====== Data records ======

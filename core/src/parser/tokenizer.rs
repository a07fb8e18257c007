//! Splits argument text into a preamble and prefixed values.
//!
//! ```text
//!  n/John Doe s/Math s/English
//!  └─┬────────┘└─┬───┘└─┬──────┘
//!    n/ -> ["John Doe"], s/ -> ["Math", "English"]
//! ```
//!
//! A prefix only counts when it starts the text or follows whitespace, so
//! `na/me` never splits at `a/`. Tokenizing never fails; unknown prefix-like
//! text stays inside the preamble or the preceding value.

use std::collections::HashMap;

use super::syntax::Prefix;

/// Tokenized arguments of one command.
#[derive(Debug, Clone, Default, PartialEq, Eq)]
pub struct ArgumentMultimap {
    preamble: String,
    values: HashMap<Prefix, Vec<String>>,
}

impl ArgumentMultimap {
    pub fn preamble(&self) -> &str {
        &self.preamble
    }

    /// First value recorded for `prefix`.
    pub fn value(&self, prefix: Prefix) -> Option<&str> {
        self.values
            .get(&prefix)
            .and_then(|v| v.first())
            .map(String::as_str)
    }

    /// Every value recorded for `prefix`, in order of occurrence.
    pub fn all_values(&self, prefix: Prefix) -> &[String] {
        self.values.get(&prefix).map(Vec::as_slice).unwrap_or(&[])
    }

    pub fn is_present(&self, prefix: Prefix) -> bool {
        !self.all_values(prefix).is_empty()
    }

    fn push(&mut self, prefix: Prefix, value: String) {
        self.values.entry(prefix).or_default().push(value);
    }
}

/// Tokenizes `args` using the given prefixes.
pub fn tokenize(args: &str, prefixes: &[Prefix]) -> ArgumentMultimap {
    let positions = find_prefix_positions(args, prefixes);

    let mut out = ArgumentMultimap::default();
    let preamble_end = positions.first().map(|(pos, _)| *pos).unwrap_or(args.len());
    out.preamble = args[..preamble_end].trim().to_string();

    for (i, (pos, prefix)) in positions.iter().enumerate() {
        let value_start = pos + prefix.as_str().len();
        let value_end = positions
            .get(i + 1)
            .map(|(next, _)| *next)
            .unwrap_or(args.len());
        out.push(*prefix, args[value_start..value_end].trim().to_string());
    }

    tracing::trace!(
        preamble = %out.preamble,
        fields = out.values.len(),
        "tokenized arguments"
    );
    out
}

/// Byte offsets of every recognised prefix, ascending.
fn find_prefix_positions(args: &str, prefixes: &[Prefix]) -> Vec<(usize, Prefix)> {
    let mut positions = Vec::new();
    let mut at_boundary = true;
    let mut skip_until = 0;

    for (idx, ch) in args.char_indices() {
        if idx >= skip_until && at_boundary {
            let rest = &args[idx..];
            let matched = prefixes
                .iter()
                .filter(|p| rest.starts_with(p.as_str()))
                .max_by_key(|p| p.as_str().len());
            if let Some(prefix) = matched {
                positions.push((idx, *prefix));
                skip_until = idx + prefix.as_str().len();
            }
        }
        at_boundary = ch.is_whitespace();
    }

    positions
}

#[cfg(test)]
mod tests {
    use super::*;
    use crate::parser::syntax::*;

    #[test]
    fn empty_input_has_empty_preamble_and_no_values() {
        let map = tokenize("", &ALL_PREFIXES);
        assert_eq!(map.preamble(), "");
        assert!(ALL_PREFIXES.iter().all(|p| !map.is_present(*p)));
        assert_eq!(map.value(PREFIX_NAME), None);
    }

    #[test]
    fn preamble_only() {
        let map = tokenize("  some random text  ", &ALL_PREFIXES);
        assert_eq!(map.preamble(), "some random text");
        assert!(ALL_PREFIXES.iter().all(|p| !map.is_present(*p)));
    }

    #[test]
    fn values_are_trimmed() {
        let map = tokenize(" n/ Bob Choo  \n ti/ 1 ", &ALL_PREFIXES);
        assert_eq!(map.preamble(), "");
        assert_eq!(map.value(PREFIX_NAME), Some("Bob Choo"));
        assert_eq!(map.value(PREFIX_TASK_INDEX), Some("1"));
        assert!(!map.is_present(PREFIX_SUBJECT));
    }

    #[test]
    fn repeated_prefix_keeps_all_values() {
        let map = tokenize(" n/Amy s/Math s/English s/", &ALL_PREFIXES);
        assert_eq!(
            map.all_values(PREFIX_SUBJECT),
            &["Math".to_string(), "English".to_string(), String::new()]
        );
        assert_eq!(map.value(PREFIX_SUBJECT), Some("Math"));
    }

    #[test]
    fn prefix_inside_word_is_not_split() {
        let map = tokenize(" n/na/me a/Blk 1", &ALL_PREFIXES);
        assert_eq!(map.value(PREFIX_NAME), Some("na/me"));
        assert_eq!(map.value(PREFIX_ADDRESS), Some("Blk 1"));
    }

    #[test]
    fn prefix_at_start_of_text_is_recognised() {
        let map = tokenize("n/Amy", &ALL_PREFIXES);
        assert_eq!(map.preamble(), "");
        assert_eq!(map.value(PREFIX_NAME), Some("Amy"));
    }

    #[test]
    fn unknown_prefix_stays_in_preamble() {
        let map = tokenize("1 i/somestring", &ALL_PREFIXES);
        assert_eq!(map.preamble(), "1 i/somestring");
    }

    #[test]
    fn prefixes_outside_the_given_set_are_plain_text() {
        let map = tokenize(" n/Amy p/999", &[PREFIX_NAME]);
        assert_eq!(map.value(PREFIX_NAME), Some("Amy p/999"));
        assert!(!map.is_present(PREFIX_PHONE));
    }

    #[test]
    fn similar_prefixes_do_not_shadow_each_other() {
        let map = tokenize(" nt/hello n/Amy lt/Sun 10:00-11:00 t/hw ti/2", &ALL_PREFIXES);
        assert_eq!(map.value(PREFIX_NOTE), Some("hello"));
        assert_eq!(map.value(PREFIX_NAME), Some("Amy"));
        assert_eq!(map.value(PREFIX_LESSON_TIME), Some("Sun 10:00-11:00"));
        assert_eq!(map.value(PREFIX_TASK_DESCRIPTION), Some("hw"));
        assert_eq!(map.value(PREFIX_TASK_INDEX), Some("2"));
    }

    #[test]
    fn rejoining_preserves_every_non_whitespace_character() {
        let input = " hello n/John Doe s/Math s/English nt/likes a/b ";
        let map = tokenize(input, &ALL_PREFIXES);
        let mut rebuilt = map.preamble().to_string();
        let mut seen: HashMap<Prefix, usize> = HashMap::new();
        for (_, prefix) in find_prefix_positions(input, &ALL_PREFIXES) {
            let n = seen.entry(prefix).or_default();
            rebuilt.push_str(prefix.as_str());
            rebuilt.push_str(&map.all_values(prefix)[*n]);
            *n += 1;
        }
        let squash = |s: &str| s.split_whitespace().collect::<String>();
        assert_eq!(squash(&rebuilt), squash(input));
    }
}
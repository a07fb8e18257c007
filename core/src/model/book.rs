use serde::{Deserialize, Serialize};

use super::{Name, Student};

/// In-memory collection of students, unique by name.
#[derive(Debug, Clone, Default, PartialEq, Eq, Serialize, Deserialize)]
pub struct StudentBook {
    #[serde(default)]
    students: Vec<Student>,
}

impl StudentBook {
    pub fn new() -> Self {
        Self::default()
    }

    pub fn students(&self) -> &[Student] {
        &self.students
    }

    pub fn len(&self) -> usize {
        self.students.len()
    }

    pub fn is_empty(&self) -> bool {
        self.students.is_empty()
    }

    pub fn contains(&self, name: &Name) -> bool {
        self.find(name).is_some()
    }

    pub fn find(&self, name: &Name) -> Option<&Student> {
        self.students.iter().find(|s| &s.name == name)
    }

    pub fn find_mut(&mut self, name: &Name) -> Option<&mut Student> {
        self.students.iter_mut().find(|s| &s.name == name)
    }

    /// Adds `student`; returns false if the name is taken.
    pub fn add(&mut self, student: Student) -> bool {
        if self.contains(&student.name) {
            return false;
        }
        self.students.push(student);
        true
    }

    pub fn remove(&mut self, name: &Name) -> Option<Student> {
        let idx = self.students.iter().position(|s| &s.name == name)?;
        Some(self.students.remove(idx))
    }

    pub fn clear(&mut self) {
        self.students.clear();
    }

    /// Names that appear more than once. Only a hand-edited data file can
    /// produce these.
    pub fn duplicate_names(&self) -> Vec<&Name> {
        let mut seen: Vec<&Name> = Vec::new();
        let mut dups = Vec::new();
        for s in &self.students {
            if seen.contains(&&s.name) {
                if !dups.contains(&&s.name) {
                    dups.push(&s.name);
                }
            } else {
                seen.push(&s.name);
            }
        }
        dups
    }
}
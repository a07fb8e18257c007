use crate::error::ParseError;

/// Parses the argument text that follows a command word.
pub trait ArgsParser {
    type Output;

    fn parse(&self, args: &str) -> Result<Self::Output, ParseError>;
}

======

Give back, exactly as written, the stretch from the line with "pub fn find_mut(&mut" through the line with "pub fn duplicate_names(&self)", and no other lines from the records above.

    pub fn find_mut(&mut self, name: &Name) -> Option<&mut Student> {
        self.students.iter_mut().find(|s| &s.name == name)
    }

    /// Adds `student`; returns false if the name is taken.
    pub fn add(&mut self, student: Student) -> bool {
        if self.contains(&student.name) {
            return false;
        }
        self.students.push(student);
        true
    }

    pub fn remove(&mut self, name: &Name) -> Option<Student> {
        let idx = self.students.iter().position(|s| &s.name == name)?;
        Some(self.students.remove(idx))
    }

    pub fn clear(&mut self) {
        self.students.clear();
    }

    /// Names that appear more than once. Only a hand-edited data file can
    /// produce these.
    pub fn duplicate_names(&self) -> Vec<&Name> {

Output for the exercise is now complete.